Why would this variable lose ownership?

fn test1(_: &mut String) {
}

fn test2<T>(_: T) {
}

// OK Pattern1
let mut a = "hoge".to_string();
let mut b = &mut a;
test1(b);
println!("{}", b);

// OK Pattern2
let mut a = "hoge".to_string();
let mut b = &mut a;
test2::<&mut String>(b);
println!("{}", b);

// NG Pattern
let mut a = "hoge".to_string();
let mut b = &mut a;
test2(b);	// 'b'  moved here
println!("{}", b);	// "Error" because `b` after moved

Why does 'b' lose its ownership in NG Pattern?
In test2(), the compiler seems to infer T as '&mut String', so I thought test2() was borrowing 'b'.

In test1(), the compiler sees a &mut and inserts a reborrow on the call, as an exception to the normal rule, since that is usually what is meant when a function takes a &mut reference. That doesn't apply when you have a generic, since it could be called with something that isn't &mut and the special case there would create an inconsistency with what happens in other instantiations of the generic, so test2() always takes ownership. Since &mut is not Copy, that means b can't be used afterwards. The solution would be to insert an explicit extra borrow or reborrow of b on the call of test2().

1 Like

It is borrowing a. The error message isn't about moving a, it's about moving b, which does indeed happen. The mutable rererence itself is being moved to test2.

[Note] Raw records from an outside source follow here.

//! Fade controller
//!
//! One long-lived worker task owns the animation. Callers never touch the
//! fade state directly; they submit a [`Command`] through a single-slot
//! request channel and wait for the worker's acknowledgement:
//!
//! ```text
//!   retarget()/terminate() ──▶ mpsc(1) ──▶ FadeWorker ──▶ PwmChannel
//!            ▲                                 │
//!            └──────── oneshot ack ◀───────────┤
//!   state()/wait_idle() ◀──── watch<FadeState> ┘
//! ```
//!
//! A request that arrives while a fade is stepping preempts it: the worker
//! drops back to idle, reads the level the hardware is at, and starts over
//! from there towards the new target. Only one stepping sequence ever runs.

use std::sync::Arc;
use std::time::Duration;

use backlight_hal::{Level, PwmChannel};
use thiserror::Error;
use tokio::sync::{mpsc, oneshot, watch, Mutex};
use tokio::task::JoinHandle;
use tokio::time::{sleep_until, Instant};
use tracing::{debug, warn};

use crate::config::ControllerConfig;

#[derive(Error, Debug)]
pub enum FadeError {
    /// Zero fade duration: write the level directly instead
    #[error("fade duration is zero")]
    NoFade,

    #[error("on and off levels are equal, no fade rate")]
    ZeroSpan,

    #[error("fade controller terminated")]
    Terminated,
}

/// Step direction of the running fade
#[derive(Debug, Clone, Copy, PartialEq, Eq)]
pub enum Direction {
    Down,
    Hold,
    Up,
}

impl Direction {
    /// Direction that takes `from` to `to`
    pub fn between(from: Level, to: Level) -> Self {
        match to.cmp(&from) {
            std::cmp::Ordering::Greater => Direction::Up,
            std::cmp::Ordering::Less => Direction::Down,
            std::cmp::Ordering::Equal => Direction::Hold,
        }
    }

    /// -1, 0 or +1
    pub fn signum(self) -> i8 {
        match self {
            Direction::Down => -1,
            Direction::Hold => 0,
            Direction::Up => 1,
        }
    }

    fn advance(self, level: Level) -> Level {
        match self {
            Direction::Down => level.saturating_sub(1),
            Direction::Hold => level,
            Direction::Up => level.saturating_add(1),
        }
    }
}

/// Snapshot of the animation
#[derive(Debug, Clone, Copy, PartialEq, Eq)]
pub struct FadeState {
    /// Last level written, `None` before the first retarget
    pub current_level: Option<Level>,
    pub target_level: Option<Level>,
    pub direction: Direction,
    /// No step running or pending
    pub idle: bool,
    /// Set once by `terminate`, never cleared
    pub killed: bool,
}

impl Default for FadeState {
    fn default() -> Self {
        Self {
            current_level: None,
            target_level: None,
            direction: Direction::Hold,
            idle: true,
            killed: false,
        }
    }
}

/// Request understood by the worker
#[derive(Debug, Clone, Copy, PartialEq, Eq)]
pub enum Command {
    Retarget(Level),
    Terminate,
}

struct FadeRequest {
    command: Command,
    ack: oneshot::Sender<()>,
}

/// Handle to the fade worker
pub struct FadeController {
    request_tx: mpsc::Sender<FadeRequest>,
    state_rx: watch::Receiver<FadeState>,
    worker: Mutex<Option<JoinHandle<()>>>,
    fade_delay: Duration,
    max_level: Level,
}

impl FadeController {
    /// Start the worker on the current tokio runtime
    ///
    /// The step delay is fixed here: `fade_duration / |level_on - level_off|`.
    pub fn spawn(
        channel: Arc<dyn PwmChannel>,
        config: &ControllerConfig,
    ) -> Result<Self, FadeError> {
        if !config.fading() {
            return Err(FadeError::NoFade);
        }
        let fade_delay = config.fade_delay().ok_or(FadeError::ZeroSpan)?;
        debug!("fade delay {}ms", fade_delay.as_millis());

        let (request_tx, requests) = mpsc::channel(1);
        let (state, state_rx) = watch::channel(FadeState::default());
        let max_level = channel.range();

        let worker = FadeWorker {
            channel,
            fade_delay,
            requests,
            state,
        };
        let handle = tokio::spawn(worker.run());

        Ok(Self {
            request_tx,
            state_rx,
            worker: Mutex::new(Some(handle)),
            fade_delay,
            max_level,
        })
    }

    pub fn fade_delay(&self) -> Duration {
        self.fade_delay
    }

    /// Latest published state
    pub fn state(&self) -> FadeState {
        *self.state_rx.borrow()
    }

    /// Watch every state change the worker publishes
    pub fn subscribe(&self) -> watch::Receiver<FadeState> {
        self.state_rx.clone()
    }

    /// Wait until no fade is running
    pub async fn wait_idle(&self) -> FadeState {
        let mut rx = self.state_rx.clone();
        let idle = rx.wait_for(|s| s.idle).await.map(|s| *s);
        idle.unwrap_or_else(|_| *rx.borrow())
    }

    /// Fade towards `level`, preempting any running fade
    ///
    /// Returns once the worker has aborted the previous fade (if any) and
    /// scheduled the new one. Does not wait for the fade to finish.
    pub async fn retarget(&self, level: Level) -> Result<(), FadeError> {
        if self.state_rx.borrow().killed {
            return Err(FadeError::Terminated);
        }
        let level = if level > self.max_level {
            debug!("target {} clamped to {}", level, self.max_level);
            self.max_level
        } else {
            level
        };
        self.submit(Command::Retarget(level)).await
    }

    /// Stop the worker for good
    ///
    /// Returns after the worker task has exited; no hardware write happens
    /// after that. Does not write a final level itself.
    pub async fn terminate(&self) {
        if !self.state_rx.borrow().killed {
            // A closed channel means the worker is already gone.
            let _ = self.submit(Command::Terminate).await;
        }
        let handle = self.worker.lock().await.take();
        if let Some(handle) = handle {
            if let Err(e) = handle.await {
                warn!("fade worker ended abnormally: {}", e);
            }
        }
    }

    async fn submit(&self, command: Command) -> Result<(), FadeError> {
        let (ack, ack_rx) = oneshot::channel();
        self.request_tx
            .send(FadeRequest { command, ack })
            .await
            .map_err(|_| FadeError::Terminated)?;
        ack_rx.await.map_err(|_| FadeError::Terminated)
    }
}

struct FadeWorker {
    channel: Arc<dyn PwmChannel>,
    fade_delay: Duration,
    requests: mpsc::Receiver<FadeRequest>,
    state: watch::Sender<FadeState>,
}

impl FadeWorker {
    async fn run(mut self) {
        debug!("fade worker started");
        let mut pending: Option<FadeRequest> = None;

        loop {
            let request = match pending.take() {
                Some(request) => request,
                None => match self.requests.recv().await {
                    Some(request) => request,
                    None => break,
                },
            };

            match request.command {
                Command::Terminate => {
                    self.state.send_modify(|s| {
                        s.killed = true;
                        s.direction = Direction::Hold;
                        s.idle = true;
                    });
                    let _ = request.ack.send(());
                    debug!("fade worker terminated");
                    return;
                }
                Command::Retarget(target) => {
                    let direction = self.begin(target);
                    let _ = request.ack.send(());
                    if direction != Direction::Hold {
                        pending = self.step_towards(target, direction).await;
                    }
                }
            }
        }

        debug!("fade worker stopped, controller dropped");
    }

    /// Pick up from the hardware level and publish the new target
    fn begin(&mut self, target: Level) -> Direction {
        let initial = match self.channel.duty_cycle() {
            Ok(level) => level,
            Err(e) => {
                debug!("{}, setting target level directly", e);
                target
            }
        };
        let direction = Direction::between(initial, target);
        debug!(
            "fade from {} to {} ({})",
            initial,
            target,
            direction.signum()
        );

        self.state.send_modify(|s| {
            s.current_level = Some(initial);
            s.target_level = Some(target);
            s.direction = direction;
            s.idle = direction == Direction::Hold;
        });
        direction
    }

    /// Step one level per `fade_delay` until `target`
    ///
    /// The state turns idle together with the write that reaches `target`.
    /// Returns the request that cut the fade short, if one arrived.
    async fn step_towards(&mut self, target: Level, direction: Direction) -> Option<FadeRequest> {
        let start = Instant::now();
        let mut current = self.state.borrow().current_level.unwrap_or(target);
        let mut steps: u32 = 0;

        while current != target {
            current = direction.advance(current);
            if let Err(e) = self.channel.set_duty_cycle(current) {
                warn!(
                    "gpio#{} duty cycle {} not written: {}",
                    self.channel.gpio(),
                    current,
                    e
                );
            }
            steps += 1;
            let reached = current == target;
            self.state.send_modify(|s| {
                s.current_level = Some(current);
                if reached {
                    s.direction = Direction::Hold;
                    s.idle = true;
                }
            });
            if reached {
                break;
            }

            // Deadlines are absolute so timer rounding does not add up.
            let deadline = start + self.fade_delay * steps;
            tokio::select! {
                _ = sleep_until(deadline) => {}
                next = self.requests.recv() => {
                    debug!("fade to {} stopped at {}", target, current);
                    self.go_idle();
                    return next;
                }
            }
        }

        None
    }

    fn go_idle(&self) {
        self.state.send_modify(|s| {
            s.direction = Direction::Hold;
            s.idle = true;
        });
    }
}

Thank you for your answer.

I don't understand the 'inserts a reborrow on the call' part, what exactly does that mean?

It means that this:

test1(b);

is internally transformed by the compiler into this:

test1(&mut *b);

i.e. the original value b is not moved; a new, distinct reference is created from the pointed value *b, so that b is left intact.

4 Likes

Oh, I see. Thank you very much!!

But test2 is 'generic', so no such conversion occurs, and "&mut" itself is moved, right?